Going Strong—and Independent—in Boston

Sunbeam’s Ed Ansin on early signs of success at a revamped, post-NBC WHDH

Why This Matters

WHDH’s rollout as an independent tests the viability of a nonaffiliate business model.

So far, 2017 has been a pretty good year for Sunbeam Television’s Ed Ansin, who Jan. 1 relaunched his longtime Boston station, WHDH, as a news-heavy independent after NBC yanked the station’s affiliation agreement to launch its own O&O.

Less than five months into the station’s new incarnation, Ansin says WHDH is doing better than expected.

Audiences are strong. With the help of roughly 30 new staffers, WHDH’s 10 p.m. newscast in February and March topped WFXT, Cox Media Group’s Fox affiliate, for the first time, according to Nielsen ratings provided by WHDH. Its new 9 p.m. newscast — the market’s first — is gaining traction, ratings show. Advertisers are responding, leading to robust sales, he said.

On top of that, Ansin is walking away from the FCC spectrum auction with a cool $162 million, which he got for the spectrum now occupied by his Boston affiliate of The CW, WLVI. That station will still air uninterrupted under a channel-sharing arrangement with WHDH.

Ansin, whose portfolio also includes Miami Fox affiliate WSVN, spoke with B&C contributing editor Diana Marszalek about doing business as an independent, whether the model is sustainable and what keeps viewers hooked. An edited transcript follows.

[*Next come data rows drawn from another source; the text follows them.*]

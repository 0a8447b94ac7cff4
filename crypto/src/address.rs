//! Address derivation.
//!
//! Contract addresses follow the CREATE scheme: the tail of
//! `Blake2b-256(deployer || nonce)`. Development accounts are derived from a
//! fixed label so test fixtures get stable addresses.

use crate::hash::{hash_bytes, hash_parts};
use village_types::Address;

/// Address of the contract created by `deployer` at account nonce `nonce`.
pub fn contract_address(deployer: &Address, nonce: u64) -> Address {
    let digest = hash_parts(&[deployer.as_bytes(), &nonce.to_be_bytes()]);
    Address::from_hash(&digest)
}

/// Deterministic development account number `index` (deployer is 0).
pub fn dev_account(index: u32) -> Address {
    let label = format!("village-dev-account-{index}");
    Address::from_hash(&hash_bytes(label.as_bytes()))
}

#[cfg(test)]
mod tests {
    use super::*;

    #[test]
    fn nonce_changes_contract_address() {
        let deployer = dev_account(0);
        assert_ne!(contract_address(&deployer, 0), contract_address(&deployer, 1));
        assert_eq!(contract_address(&deployer, 3), contract_address(&deployer, 3));
    }

    #[test]
    fn dev_accounts_are_distinct_and_nonzero() {
        let a = dev_account(0);
        let b = dev_account(1);
        assert_ne!(a, b);
        assert!(!a.is_zero());
    }
}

Is the revamped WHDH performing as you’d hoped?
It’s doing better than I had hoped in reality. It’s doing really well.

What are the business challenges of operating an independent?
Initially, being an affiliate was a better model, primarily because networks have special events and sports and those are important. And we used to have “Must-See TV,” and that was extremely strong. But on the other hand, we have the opportunity to build a powerhouse news station, we have a lot more inventory to sell and hopefully we will.

Did advertisers stick with you?
Generally speaking, advertisers wanted to see numbers before they made any big commitments. Now that they have seen very good numbers, they are on board and we’re doing well.

Yet it’s not cheap building out a news operation.
We want to build a big, powerful news service, and to do that you have to invest money, you have to invest time and you have to start being more aggressive. You also have to think of it differently, because you’re running more programming, and you can’t run more programming effectively unless you’re willing to spend on it.

We’re running news at 9, 10 and 11 p.m., which is working very well. What we’ve added is also innovative: We are running Family Feud in prime time.

Audiences seem to be liking what you’re offering.
One reason it’s working so well is that prime time and the networks are not as strong as they used to be. In general, the viewing is down because people are recording shows and not watching them in prime time. We also thought there would be a market in giving viewers an option whether they want to watch the news at 9 or 10 or 11. We think that viewers are in fact making that choice night-to-night on their schedule, and it’s something new.

You had a similar situation at WSVN in Miami, which switched from NBC to Fox.
We did it 30 years ago, so having that background and experience helped a lot. Fox was just starting at that point. Originally, they gave us just one night of programming and then added one night per week over a period of time. And being a Fox station is different than being with the other networks because basically, they give you two hours of prime time tonight, and they don’t give you any newscasts — although they do give you football, which is very advantageous. What we’re doing here in the morning, for example, is running five hours of news from 5 a.m.-10 a.m., and that’s exactly what we did in Miami.

Any more changes in the works?
We don’t have any changes in mind. It’s working. We are going to continue doing the very best we can.

Do you feel like you made the right choice taking WHDH independent?
If we were going to stay in the broadcasting business, it was the only option we had.